— Required work —
Repeat the listing beneath this line exactly, keeping every character.

— Records for this exercise —
---

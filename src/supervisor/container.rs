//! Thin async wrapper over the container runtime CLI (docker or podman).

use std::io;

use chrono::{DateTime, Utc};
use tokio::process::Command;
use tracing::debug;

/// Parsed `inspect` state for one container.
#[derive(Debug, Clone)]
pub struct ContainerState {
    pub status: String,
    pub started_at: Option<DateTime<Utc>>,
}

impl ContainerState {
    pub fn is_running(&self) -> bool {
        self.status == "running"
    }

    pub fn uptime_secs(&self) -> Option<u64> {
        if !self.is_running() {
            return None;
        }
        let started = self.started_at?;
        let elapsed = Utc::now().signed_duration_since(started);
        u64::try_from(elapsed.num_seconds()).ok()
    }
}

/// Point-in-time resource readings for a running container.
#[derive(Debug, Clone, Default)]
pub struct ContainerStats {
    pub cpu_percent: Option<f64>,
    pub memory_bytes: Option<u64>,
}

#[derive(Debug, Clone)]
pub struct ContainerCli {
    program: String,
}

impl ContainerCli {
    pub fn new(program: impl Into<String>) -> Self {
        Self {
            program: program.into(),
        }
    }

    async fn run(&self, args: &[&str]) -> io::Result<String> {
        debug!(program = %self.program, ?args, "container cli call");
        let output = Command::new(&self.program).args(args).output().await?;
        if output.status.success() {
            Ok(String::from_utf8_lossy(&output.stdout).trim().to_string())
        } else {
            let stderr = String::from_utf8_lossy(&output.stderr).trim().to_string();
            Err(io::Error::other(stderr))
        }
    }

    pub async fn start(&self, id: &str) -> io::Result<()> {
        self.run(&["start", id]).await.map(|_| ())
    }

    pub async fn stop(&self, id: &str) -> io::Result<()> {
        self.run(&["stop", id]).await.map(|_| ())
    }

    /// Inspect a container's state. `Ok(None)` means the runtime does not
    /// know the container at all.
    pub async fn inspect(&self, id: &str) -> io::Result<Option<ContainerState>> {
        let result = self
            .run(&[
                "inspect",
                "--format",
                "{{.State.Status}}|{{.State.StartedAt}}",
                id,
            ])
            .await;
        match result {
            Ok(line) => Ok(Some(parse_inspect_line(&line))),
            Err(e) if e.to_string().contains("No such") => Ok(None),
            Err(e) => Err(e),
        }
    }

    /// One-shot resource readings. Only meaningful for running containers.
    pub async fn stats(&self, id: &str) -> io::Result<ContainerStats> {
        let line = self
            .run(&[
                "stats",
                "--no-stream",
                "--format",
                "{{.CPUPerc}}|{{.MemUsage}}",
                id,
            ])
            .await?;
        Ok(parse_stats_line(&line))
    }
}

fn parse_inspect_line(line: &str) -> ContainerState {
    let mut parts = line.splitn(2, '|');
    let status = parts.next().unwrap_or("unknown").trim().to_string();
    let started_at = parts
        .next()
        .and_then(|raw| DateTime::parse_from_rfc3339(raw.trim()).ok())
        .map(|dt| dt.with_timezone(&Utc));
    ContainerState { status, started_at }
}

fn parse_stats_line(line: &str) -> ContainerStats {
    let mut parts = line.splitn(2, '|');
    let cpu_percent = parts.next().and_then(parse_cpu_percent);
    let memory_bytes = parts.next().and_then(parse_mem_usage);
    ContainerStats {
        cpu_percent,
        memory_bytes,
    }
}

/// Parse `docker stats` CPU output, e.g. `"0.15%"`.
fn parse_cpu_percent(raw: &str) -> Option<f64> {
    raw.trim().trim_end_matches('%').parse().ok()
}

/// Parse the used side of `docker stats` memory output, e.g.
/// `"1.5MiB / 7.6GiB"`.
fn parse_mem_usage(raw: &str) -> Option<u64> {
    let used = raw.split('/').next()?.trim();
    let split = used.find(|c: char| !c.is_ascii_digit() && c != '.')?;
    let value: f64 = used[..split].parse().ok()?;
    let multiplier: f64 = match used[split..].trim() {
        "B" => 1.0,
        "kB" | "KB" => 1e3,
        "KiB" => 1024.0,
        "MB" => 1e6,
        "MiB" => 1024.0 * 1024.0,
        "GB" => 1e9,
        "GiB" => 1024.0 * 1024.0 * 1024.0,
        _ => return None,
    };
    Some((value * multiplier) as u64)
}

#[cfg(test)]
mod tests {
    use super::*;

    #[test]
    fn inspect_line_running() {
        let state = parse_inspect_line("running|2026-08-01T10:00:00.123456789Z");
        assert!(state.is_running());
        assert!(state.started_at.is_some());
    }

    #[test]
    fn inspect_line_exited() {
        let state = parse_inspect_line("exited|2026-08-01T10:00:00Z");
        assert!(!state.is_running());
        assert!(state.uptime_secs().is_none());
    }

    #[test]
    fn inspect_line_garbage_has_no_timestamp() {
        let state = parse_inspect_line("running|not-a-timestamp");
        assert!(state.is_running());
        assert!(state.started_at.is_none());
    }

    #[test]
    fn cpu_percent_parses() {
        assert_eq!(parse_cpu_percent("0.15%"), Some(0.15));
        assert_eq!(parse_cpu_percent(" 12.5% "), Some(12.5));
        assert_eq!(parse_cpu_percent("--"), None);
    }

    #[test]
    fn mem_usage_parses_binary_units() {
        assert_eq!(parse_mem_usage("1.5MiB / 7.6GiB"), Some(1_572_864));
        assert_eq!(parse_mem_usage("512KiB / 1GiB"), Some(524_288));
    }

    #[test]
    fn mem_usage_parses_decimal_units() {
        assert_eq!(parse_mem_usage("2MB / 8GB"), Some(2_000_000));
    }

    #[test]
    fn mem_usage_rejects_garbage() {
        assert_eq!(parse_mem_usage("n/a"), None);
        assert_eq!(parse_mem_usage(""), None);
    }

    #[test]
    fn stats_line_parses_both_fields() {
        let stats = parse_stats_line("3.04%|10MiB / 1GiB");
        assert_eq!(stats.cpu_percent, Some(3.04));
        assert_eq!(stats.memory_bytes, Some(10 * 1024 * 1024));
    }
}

---

— Output below —
filename src/supervisor/container.rs
//! Thin async wrapper over the container runtime CLI (docker or podman).

use std::io;

use chrono::{DateTime, Utc};
use tokio::process::Command;
use tracing::debug;

/// Parsed `inspect` state for one container.
#[derive(Debug, Clone)]
pub struct ContainerState {
    pub status: String,
    pub started_at: Option<DateTime<Utc>>,
}

impl ContainerState {
    pub fn is_running(&self) -> bool {
        self.status == "running"
    }

    pub fn uptime_secs(&self) -> Option<u64> {
        if !self.is_running() {
            return None;
        }
        let started = self.started_at?;
        let elapsed = Utc::now().signed_duration_since(started);
        u64::try_from(elapsed.num_seconds()).ok()
    }
}

/// Point-in-time resource readings for a running container.
#[derive(Debug, Clone, Default)]
pub struct ContainerStats {
    pub cpu_percent: Option<f64>,
    pub memory_bytes: Option<u64>,
}

#[derive(Debug, Clone)]
pub struct ContainerCli {
    program: String,
}

impl ContainerCli {
    pub fn new(program: impl Into<String>) -> Self {
        Self {
            program: program.into(),
        }
    }

    async fn run(&self, args: &[&str]) -> io::Result<String> {
        debug!(program = %self.program, ?args, "container cli call");
        let output = Command::new(&self.program).args(args).output().await?;
        if output.status.success() {
            Ok(String::from_utf8_lossy(&output.stdout).trim().to_string())
        } else {
            let stderr = String::from_utf8_lossy(&output.stderr).trim().to_string();
            Err(io::Error::other(stderr))
        }
    }

    pub async fn start(&self, id: &str) -> io::Result<()> {
        self.run(&["start", id]).await.map(|_| ())
    }

    pub async fn stop(&self, id: &str) -> io::Result<()> {
        self.run(&["stop", id]).await.map(|_| ())
    }

    /// Inspect a container's state. `Ok(None)` means the runtime does not
    /// know the container at all.
    pub async fn inspect(&self, id: &str) -> io::Result<Option<ContainerState>> {
        let result = self
            .run(&[
                "inspect",
                "--format",
                "{{.State.Status}}|{{.State.StartedAt}}",
                id,
            ])
            .await;
        match result {
            Ok(line) => Ok(Some(parse_inspect_line(&line))),
            Err(e) if e.to_string().contains("No such") => Ok(None),
            Err(e) => Err(e),
        }
    }

    /// One-shot resource readings. Only meaningful for running containers.
    pub async fn stats(&self, id: &str) -> io::Result<ContainerStats> {
        let line = self
            .run(&[
                "stats",
                "--no-stream",
                "--format",
                "{{.CPUPerc}}|{{.MemUsage}}",
                id,
            ])
            .await?;
        Ok(parse_stats_line(&line))
    }
}

fn parse_inspect_line(line: &str) -> ContainerState {
    let mut parts = line.splitn(2, '|');
    let status = parts.next().unwrap_or("unknown").trim().to_string();
    let started_at = parts
        .next()
        .and_then(|raw| DateTime::parse_from_rfc3339(raw.trim()).ok())
        .map(|dt| dt.with_timezone(&Utc));
    ContainerState { status, started_at }
}

fn parse_stats_line(line: &str) -> ContainerStats {
    let mut parts = line.splitn(2, '|');
    let cpu_percent = parts.next().and_then(parse_cpu_percent);
    let memory_bytes = parts.next().and_then(parse_mem_usage);
    ContainerStats {
        cpu_percent,
        memory_bytes,
    }
}

/// Parse `docker stats` CPU output, e.g. `"0.15%"`.
fn parse_cpu_percent(raw: &str) -> Option<f64> {
    raw.trim().trim_end_matches('%').parse().ok()
}

/// Parse the used side of `docker stats` memory output, e.g.
/// `"1.5MiB / 7.6GiB"`.
fn parse_mem_usage(raw: &str) -> Option<u64> {
    let used = raw.split('/').next()?.trim();
    let split = used.find(|c: char| !c.is_ascii_digit() && c != '.')?;
    let value: f64 = used[..split].parse().ok()?;
    let multiplier: f64 = match used[split..].trim() {
        "B" => 1.0,
        "kB" | "KB" => 1e3,
        "KiB" => 1024.0,
        "MB" => 1e6,
        "MiB" => 1024.0 * 1024.0,
        "GB" => 1e9,
        "GiB" => 1024.0 * 1024.0 * 1024.0,
        _ => return None,
    };
    Some((value * multiplier) as u64)
}

#[cfg(test)]
mod tests {
    use super::*;

    #[test]
    fn inspect_line_running() {
        let state = parse_inspect_line("running|2026-08-01T10:00:00.123456789Z");
        assert!(state.is_running());
        assert!(state.started_at.is_some());
    }

    #[test]
    fn inspect_line_exited() {
        let state = parse_inspect_line("exited|2026-08-01T10:00:00Z");
        assert!(!state.is_running());
        assert!(state.uptime_secs().is_none());
    }

    #[test]
    fn inspect_line_garbage_has_no_timestamp() {
        let state = parse_inspect_line("running|not-a-timestamp");
        assert!(state.is_running());
        assert!(state.started_at.is_none());
    }

    #[test]
    fn cpu_percent_parses() {
        assert_eq!(parse_cpu_percent("0.15%"), Some(0.15));
        assert_eq!(parse_cpu_percent(" 12.5% "), Some(12.5));
        assert_eq!(parse_cpu_percent("--"), None);
    }

    #[test]
    fn mem_usage_parses_binary_units() {
        assert_eq!(parse_mem_usage("1.5MiB / 7.6GiB"), Some(1_572_864));
        assert_eq!(parse_mem_usage("512KiB / 1GiB"), Some(524_288));
    }

    #[test]
    fn mem_usage_parses_decimal_units() {
        assert_eq!(parse_mem_usage("2MB / 8GB"), Some(2_000_000));
    }

    #[test]
    fn mem_usage_rejects_garbage() {
        assert_eq!(parse_mem_usage("n/a"), None);
        assert_eq!(parse_mem_usage(""), None);
    }

    #[test]
    fn stats_line_parses_both_fields() {
        let stats = parse_stats_line("3.04%|10MiB / 1GiB");
        assert_eq!(stats.cpu_percent, Some(3.04));
        assert_eq!(stats.memory_bytes, Some(10 * 1024 * 1024));
    }
}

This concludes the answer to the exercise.